La storia d'amore si complica (come nei migliori copioni): il padre di Toula si oppone in ogni modo per la scelta della figlia di un "non greco", ma anche la famiglia di lui c'è una sorta di riluttanza verso la chiassosa, bizzarra, numerosa e ingombrante famiglia di lei. 

Il fidanzato farà di tutto per farsi accettare dalla famiglia: mangia carne e piatti a base di carne della tradizione greca, si fa anche battezzare con il rito ortodosso...

Ci sarà il lieto fine? Riusciranno i nostri innamorati a vincere le opposizioni familiari e vivere felici e contenti?

Di certo non ti racconto il finale, rovinerei il piacere della visione.

Ma ti posso raccontare che questa commedia è davvero bella e divertente. Ci sono moltissimi riferimenti alla cucina, soprattutto greca. A cominciare dal ristorante Dancing Zorba's di cui sono proprietari, tutti cucinano, il cibo non è solo di passaggio o ha funzione scenica, è un momento importante di condivisione, ha un valore identitario e culturale. Pensiamo alla moussaka che la protagonista aveva come pranzo a scuola quando i suoi compagni avevano un sandwich. 

Ma la spanakopita?

I futuri consuoceri vengono invitati dalla famiglia di Toula per conoscersi, questa è un'occasione in cui tutta la famiglia si ritrova e ovviamente non può mancare il cibo e i vari brindisi a suon "Opa!" e Ouzo (il tipico liquore greco all'anice).
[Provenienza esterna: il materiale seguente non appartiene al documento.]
//! Content engine hosting preferences.

use serde::{Deserialize, Serialize};

#[derive(Debug, Clone, Serialize, Deserialize)]
#[serde(default)]
pub struct EngineConfig {
    /// Try GPU-composited hosting before falling back to direct hosting.
    pub prefer_composition: bool,
    /// Engine profile directory. Empty uses `<data_dir>/WebView2`.
    pub user_data_dir: String,
    pub devtools: bool,
}

impl Default for EngineConfig {
    fn default() -> Self {
        Self {
            prefer_composition: true,
            user_data_dir: String::new(),
            devtools: cfg!(debug_assertions),
        }
    }
}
La spanakopita entra in scena a rompere una situazione imbarazzante creata da Voula, la zia di Toula. Voula dopo essersi presentata ai futuri consuoceri di Toula gli racconta di un "bozzo" che aveva dietro il collo e che dopo la "bo… bo… bobopsia" il medico riferisce di aver trovato all'interno i resti della sua gemella. Si crea così un momento difficile, poi, improvvisamente, viene inquadrata la sala e l’entrata in scena di una teglia. Voula urla "SPANAKOPITA" e ne serve due pezzi in modo assolutamente familiare, prendendoli con le mani e porgendoli ai due ospiti. Impagabile il primo piano sull'espressione dei loro volti.

Un film che ti consiglio di vedere almeno una volta, e per una vera esperienza immersiva, magari mangiando la spanakopita..

Òpa!

La ricetta della spanakopita

La ricetta della spanakopita prevede spinaci e feta, però esistono numerose varianti: si possono aggiungere ricotta, erbe fresche come aneto, o cipolla o scalogna per un gusto più intenso, gli spinaci diventare erbette, bietole (come ho fatto io)

L'ingrediente insostituibile per la ricetta è la pasta fillo, o filo, a cui si deve la riuscita di questo piatto. Questa pasta sottilissima, non lievitata, di origine mediorientale e che troviamo anche nella cucina bizantina, una volta unta con olio o burro e cotta, diventa dorata, friabile e croccante.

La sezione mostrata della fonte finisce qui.